WORK TO BE COMPLETED: The entries follow. Please return all of them exactly.

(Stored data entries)
=== Section Start ===

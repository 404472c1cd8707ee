//! Session and registration models.

use serde::{Deserialize, Serialize};

use super::UserId;

/// Body of `POST /login`.
#[derive(Clone, Serialize)]
pub struct LoginRequest {
    /// Account email.
    pub email: String,
    /// Plain-text password.
    pub password: String,
}

impl core::fmt::Debug for LoginRequest {
    #[inline]
    fn fmt(&self, f: &mut core::fmt::Formatter<'_>) -> core::fmt::Result {
        f.debug_struct("LoginRequest")
            .field("email", &self.email)
            .field("password", &"[REDACTED]")
            .finish()
    }
}

/// Body of `POST /register`.
#[derive(Clone, Serialize)]
pub struct RegisterRequest {
    /// Full name, at least two words.
    pub name: String,
    /// Account email.
    pub email: String,
    /// Plain-text password.
    pub password: String,
}

impl core::fmt::Debug for RegisterRequest {
    #[inline]
    fn fmt(&self, f: &mut core::fmt::Formatter<'_>) -> core::fmt::Result {
        f.debug_struct("RegisterRequest")
            .field("name", &self.name)
            .field("email", &self.email)
            .field("password", &"[REDACTED]")
            .finish()
    }
}

/// Body of `GET /auth/status`.
#[derive(Debug, Clone, Copy, Default, PartialEq, Eq, Serialize, Deserialize)]
pub struct AuthStatus {
    /// Whether the session cookie is valid.
    #[serde(default)]
    pub authenticated: bool,
    /// Logged-in user, when authenticated.
    #[serde(default)]
    pub user_id: Option<UserId>,
}

/// Body of `GET /me`.
#[derive(Debug, Clone, PartialEq, Eq, Serialize, Deserialize)]
pub struct UserProfile {
    /// Account email.
    pub email: String,
    /// Full name, when the backend includes it.
    #[serde(default)]
    pub name: Option<String>,
}

/// Generic `{success, message}` acknowledgement.
#[derive(Debug, Clone, Default, PartialEq, Eq, Serialize, Deserialize)]
pub struct ApiMessage {
    /// Whether the operation succeeded.
    #[serde(default)]
    pub success: bool,
    /// Optional human-readable message.
    #[serde(default)]
    pub message: Option<String>,
    /// User the operation applied to, for login responses.
    #[serde(default)]
    pub user_id: Option<UserId>,
}

#[cfg(test)]
mod tests {
    use super::*;

    #[test]
    fn login_debug_hides_password() {
        let request = LoginRequest {
            email: "a@b.co".to_owned(),
            password: "Secret1!".to_owned(),
        };
        let debug = format!("{request:?}");
        assert!(debug.contains("a@b.co"));
        assert!(!debug.contains("Secret1!"));
    }

    #[test]
    fn register_debug_hides_password() {
        let request = RegisterRequest {
            name: "Ada Lovelace".to_owned(),
            email: "ada@example.com".to_owned(),
            password: "Secret1!".to_owned(),
        };
        assert!(!format!("{request:?}").contains("Secret1!"));
    }

    #[test]
    fn auth_status_defaults() {
        let status: AuthStatus = serde_json::from_str(r#"{"authenticated": false}"#).unwrap();
        assert!(!status.authenticated);
        assert_eq!(status.user_id, None);

        let status: AuthStatus =
            serde_json::from_str(r#"{"authenticated": true, "user_id": 9}"#).unwrap();
        assert_eq!(status.user_id, Some(UserId::new(9)));
    }

    #[test]
    fn login_response() {
        let message: ApiMessage = serde_json::from_str(
            r#"{"success": true, "user_id": 3, "message": "Login successful"}"#,
        )
        .unwrap();
        assert!(message.success);
        assert_eq!(message.user_id, Some(UserId::new(3)));
    }
}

=== Section End ===

RESPONSE BELOW:
repository 404472c1cd8707ee
//! Session and registration models.

use serde::{Deserialize, Serialize};

use super::UserId;

/// Body of `POST /login`.
#[derive(Clone, Serialize)]
pub struct LoginRequest {
    /// Account email.
    pub email: String,
    /// Plain-text password.
    pub password: String,
}

impl core::fmt::Debug for LoginRequest {
    #[inline]
    fn fmt(&self, f: &mut core::fmt::Formatter<'_>) -> core::fmt::Result {
        f.debug_struct("LoginRequest")
            .field("email", &self.email)
            .field("password", &"[REDACTED]")
            .finish()
    }
}

/// Body of `POST /register`.
#[derive(Clone, Serialize)]
pub struct RegisterRequest {
    /// Full name, at least two words.
    pub name: String,
    /// Account email.
    pub email: String,
    /// Plain-text password.
    pub password: String,
}

impl core::fmt::Debug for RegisterRequest {
    #[inline]
    fn fmt(&self, f: &mut core::fmt::Formatter<'_>) -> core::fmt::Result {
        f.debug_struct("RegisterRequest")
            .field("name", &self.name)
            .field("email", &self.email)
            .field("password", &"[REDACTED]")
            .finish()
    }
}

/// Body of `GET /auth/status`.
#[derive(Debug, Clone, Copy, Default, PartialEq, Eq, Serialize, Deserialize)]
pub struct AuthStatus {
    /// Whether the session cookie is valid.
    #[serde(default)]
    pub authenticated: bool,
    /// Logged-in user, when authenticated.
    #[serde(default)]
    pub user_id: Option<UserId>,
}

/// Body of `GET /me`.
#[derive(Debug, Clone, PartialEq, Eq, Serialize, Deserialize)]
pub struct UserProfile {
    /// Account email.
    pub email: String,
    /// Full name, when the backend includes it.
    #[serde(default)]
    pub name: Option<String>,
}

/// Generic `{success, message}` acknowledgement.
#[derive(Debug, Clone, Default, PartialEq, Eq, Serialize, Deserialize)]
pub struct ApiMessage {
    /// Whether the operation succeeded.
    #[serde(default)]
    pub success: bool,
    /// Optional human-readable message.
    #[serde(default)]
    pub message: Option<String>,
    /// User the operation applied to, for login responses.
    #[serde(default)]
    pub user_id: Option<UserId>,
}

#[cfg(test)]
mod tests {
    use super::*;

    #[test]
    fn login_debug_hides_password() {
        let request = LoginRequest {
            email: "a@b.co".to_owned(),
            password: "Secret1!".to_owned(),
        };
        let debug = format!("{request:?}");
        assert!(debug.contains("a@b.co"));
        assert!(!debug.contains("Secret1!"));
    }

    #[test]
    fn register_debug_hides_password() {
        let request = RegisterRequest {
            name: "Ada Lovelace".to_owned(),
            email: "ada@example.com".to_owned(),
            password: "Secret1!".to_owned(),
        };
        assert!(!format!("{request:?}").contains("Secret1!"));
    }

    #[test]
    fn auth_status_defaults() {
        let status: AuthStatus = serde_json::from_str(r#"{"authenticated": false}"#).unwrap();
        assert!(!status.authenticated);
        assert_eq!(status.user_id, None);

        let status: AuthStatus =
            serde_json::from_str(r#"{"authenticated": true, "user_id": 9}"#).unwrap();
        assert_eq!(status.user_id, Some(UserId::new(9)));
    }

    #[test]
    fn login_response() {
        let message: ApiMessage = serde_json::from_str(
            r#"{"success": true, "user_id": 3, "message": "Login successful"}"#,
        )
        .unwrap();
        assert!(message.success);
        assert_eq!(message.user_id, Some(UserId::new(3)));
    }
}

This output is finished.